▸ **Your goal**:
Look through the entries that follow and count the lines with the word "builder". The reply is that number alone.

▸ **Records for the task**:

◇ ◇ ◇ ◇ ◇

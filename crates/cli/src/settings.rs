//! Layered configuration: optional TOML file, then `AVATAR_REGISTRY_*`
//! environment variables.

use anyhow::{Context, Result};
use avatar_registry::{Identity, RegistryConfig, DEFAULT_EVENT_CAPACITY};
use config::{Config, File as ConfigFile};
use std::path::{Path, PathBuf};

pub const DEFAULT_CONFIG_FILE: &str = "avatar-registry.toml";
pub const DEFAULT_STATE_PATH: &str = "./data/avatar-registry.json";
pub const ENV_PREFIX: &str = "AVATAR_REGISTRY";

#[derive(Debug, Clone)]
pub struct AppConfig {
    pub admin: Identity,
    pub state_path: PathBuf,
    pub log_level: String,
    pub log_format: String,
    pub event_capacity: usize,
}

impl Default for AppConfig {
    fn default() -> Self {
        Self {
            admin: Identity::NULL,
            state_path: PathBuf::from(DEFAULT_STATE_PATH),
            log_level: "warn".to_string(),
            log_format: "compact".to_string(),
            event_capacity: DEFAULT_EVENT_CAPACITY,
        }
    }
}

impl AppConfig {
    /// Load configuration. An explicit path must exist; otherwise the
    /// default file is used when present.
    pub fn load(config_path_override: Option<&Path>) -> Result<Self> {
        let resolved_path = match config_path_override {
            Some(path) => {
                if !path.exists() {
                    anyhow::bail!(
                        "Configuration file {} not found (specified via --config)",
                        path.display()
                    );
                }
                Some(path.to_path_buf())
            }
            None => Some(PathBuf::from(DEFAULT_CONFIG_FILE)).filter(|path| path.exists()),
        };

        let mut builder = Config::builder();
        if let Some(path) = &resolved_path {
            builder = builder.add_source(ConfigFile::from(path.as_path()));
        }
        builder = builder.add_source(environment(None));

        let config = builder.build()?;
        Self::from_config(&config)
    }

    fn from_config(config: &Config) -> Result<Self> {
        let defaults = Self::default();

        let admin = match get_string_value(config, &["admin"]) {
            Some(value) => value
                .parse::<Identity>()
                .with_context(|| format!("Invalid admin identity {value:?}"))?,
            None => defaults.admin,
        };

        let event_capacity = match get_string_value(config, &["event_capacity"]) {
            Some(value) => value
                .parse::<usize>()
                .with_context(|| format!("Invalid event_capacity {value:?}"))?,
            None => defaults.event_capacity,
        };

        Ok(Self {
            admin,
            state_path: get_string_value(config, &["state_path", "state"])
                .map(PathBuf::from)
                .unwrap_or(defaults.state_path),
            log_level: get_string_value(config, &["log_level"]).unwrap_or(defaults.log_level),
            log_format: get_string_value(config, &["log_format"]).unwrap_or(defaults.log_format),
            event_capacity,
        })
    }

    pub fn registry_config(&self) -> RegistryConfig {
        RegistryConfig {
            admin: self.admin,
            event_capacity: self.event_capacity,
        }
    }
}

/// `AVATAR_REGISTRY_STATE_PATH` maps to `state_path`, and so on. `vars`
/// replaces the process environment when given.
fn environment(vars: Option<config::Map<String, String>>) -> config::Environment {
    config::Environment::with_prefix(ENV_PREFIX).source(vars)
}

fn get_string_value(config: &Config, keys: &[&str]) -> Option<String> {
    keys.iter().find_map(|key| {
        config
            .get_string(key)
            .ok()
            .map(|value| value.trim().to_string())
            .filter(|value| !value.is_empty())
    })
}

◇ ◇ ◇ ◇ ◇

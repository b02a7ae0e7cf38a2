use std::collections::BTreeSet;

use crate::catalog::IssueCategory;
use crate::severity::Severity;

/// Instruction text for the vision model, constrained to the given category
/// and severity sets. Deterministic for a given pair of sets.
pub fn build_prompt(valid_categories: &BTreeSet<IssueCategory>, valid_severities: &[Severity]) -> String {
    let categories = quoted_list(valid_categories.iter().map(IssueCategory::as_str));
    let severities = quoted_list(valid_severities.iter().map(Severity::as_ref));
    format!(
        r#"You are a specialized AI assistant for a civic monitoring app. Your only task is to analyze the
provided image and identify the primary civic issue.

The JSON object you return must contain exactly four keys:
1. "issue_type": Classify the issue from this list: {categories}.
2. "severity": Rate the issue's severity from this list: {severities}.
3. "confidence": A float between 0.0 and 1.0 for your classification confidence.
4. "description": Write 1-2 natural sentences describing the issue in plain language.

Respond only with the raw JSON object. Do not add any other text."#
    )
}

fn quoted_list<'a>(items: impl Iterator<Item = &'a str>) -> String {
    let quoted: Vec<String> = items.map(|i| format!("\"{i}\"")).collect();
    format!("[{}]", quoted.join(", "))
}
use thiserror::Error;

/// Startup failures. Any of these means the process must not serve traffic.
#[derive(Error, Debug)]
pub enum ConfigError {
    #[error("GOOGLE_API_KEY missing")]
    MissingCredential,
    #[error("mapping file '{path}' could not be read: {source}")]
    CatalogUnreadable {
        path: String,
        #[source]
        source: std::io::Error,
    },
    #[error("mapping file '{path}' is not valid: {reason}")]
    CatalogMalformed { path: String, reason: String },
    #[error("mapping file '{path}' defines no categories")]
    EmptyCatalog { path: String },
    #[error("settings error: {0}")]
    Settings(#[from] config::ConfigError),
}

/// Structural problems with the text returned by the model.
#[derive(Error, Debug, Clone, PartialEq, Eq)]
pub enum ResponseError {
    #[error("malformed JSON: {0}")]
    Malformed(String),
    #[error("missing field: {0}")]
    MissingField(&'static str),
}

◇ ◇ ◇ ◇ ◇

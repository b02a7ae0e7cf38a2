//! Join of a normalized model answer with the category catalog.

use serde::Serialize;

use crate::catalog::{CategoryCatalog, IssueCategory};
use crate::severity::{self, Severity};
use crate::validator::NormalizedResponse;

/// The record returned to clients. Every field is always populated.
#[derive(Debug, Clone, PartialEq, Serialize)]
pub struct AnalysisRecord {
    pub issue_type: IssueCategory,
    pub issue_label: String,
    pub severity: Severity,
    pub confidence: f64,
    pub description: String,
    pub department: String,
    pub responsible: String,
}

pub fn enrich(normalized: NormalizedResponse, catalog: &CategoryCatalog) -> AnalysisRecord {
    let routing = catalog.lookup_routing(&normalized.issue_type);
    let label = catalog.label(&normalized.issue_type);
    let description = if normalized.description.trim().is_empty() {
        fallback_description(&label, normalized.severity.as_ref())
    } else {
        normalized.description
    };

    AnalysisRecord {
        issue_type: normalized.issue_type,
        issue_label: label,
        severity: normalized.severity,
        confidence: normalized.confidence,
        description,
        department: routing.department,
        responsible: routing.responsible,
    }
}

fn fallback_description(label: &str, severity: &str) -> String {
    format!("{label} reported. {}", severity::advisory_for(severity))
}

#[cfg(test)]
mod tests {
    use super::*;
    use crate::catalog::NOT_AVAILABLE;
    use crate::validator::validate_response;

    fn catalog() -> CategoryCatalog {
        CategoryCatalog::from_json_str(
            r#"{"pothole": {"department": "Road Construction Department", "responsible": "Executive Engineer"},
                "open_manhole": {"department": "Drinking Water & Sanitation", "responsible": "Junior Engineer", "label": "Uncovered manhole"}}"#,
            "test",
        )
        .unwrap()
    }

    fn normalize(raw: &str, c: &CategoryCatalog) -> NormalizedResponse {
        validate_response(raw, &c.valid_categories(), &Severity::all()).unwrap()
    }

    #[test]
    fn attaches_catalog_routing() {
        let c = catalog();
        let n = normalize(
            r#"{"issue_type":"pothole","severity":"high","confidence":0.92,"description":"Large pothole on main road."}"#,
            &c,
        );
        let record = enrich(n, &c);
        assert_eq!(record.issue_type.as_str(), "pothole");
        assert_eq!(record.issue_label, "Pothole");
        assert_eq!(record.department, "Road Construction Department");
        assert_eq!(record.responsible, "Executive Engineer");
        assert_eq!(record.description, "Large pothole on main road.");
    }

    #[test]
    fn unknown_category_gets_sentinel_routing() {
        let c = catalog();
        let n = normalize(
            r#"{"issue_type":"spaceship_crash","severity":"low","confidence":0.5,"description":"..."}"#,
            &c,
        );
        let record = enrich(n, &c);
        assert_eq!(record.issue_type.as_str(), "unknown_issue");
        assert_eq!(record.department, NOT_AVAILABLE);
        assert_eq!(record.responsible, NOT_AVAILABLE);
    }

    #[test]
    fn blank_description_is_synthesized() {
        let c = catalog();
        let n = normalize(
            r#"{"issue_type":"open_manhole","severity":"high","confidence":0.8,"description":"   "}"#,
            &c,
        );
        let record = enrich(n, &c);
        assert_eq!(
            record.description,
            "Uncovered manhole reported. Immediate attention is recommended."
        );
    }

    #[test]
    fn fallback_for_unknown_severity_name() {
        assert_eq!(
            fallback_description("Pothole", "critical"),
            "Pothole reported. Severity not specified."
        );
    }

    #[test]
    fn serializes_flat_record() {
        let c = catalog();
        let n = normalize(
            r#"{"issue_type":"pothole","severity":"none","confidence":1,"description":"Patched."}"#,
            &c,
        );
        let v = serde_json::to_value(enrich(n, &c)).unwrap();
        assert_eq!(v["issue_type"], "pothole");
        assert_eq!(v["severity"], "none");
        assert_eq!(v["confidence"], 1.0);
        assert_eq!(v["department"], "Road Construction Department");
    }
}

◇ ◇ ◇ ◇ ◇

▸ **Exercise result**:
4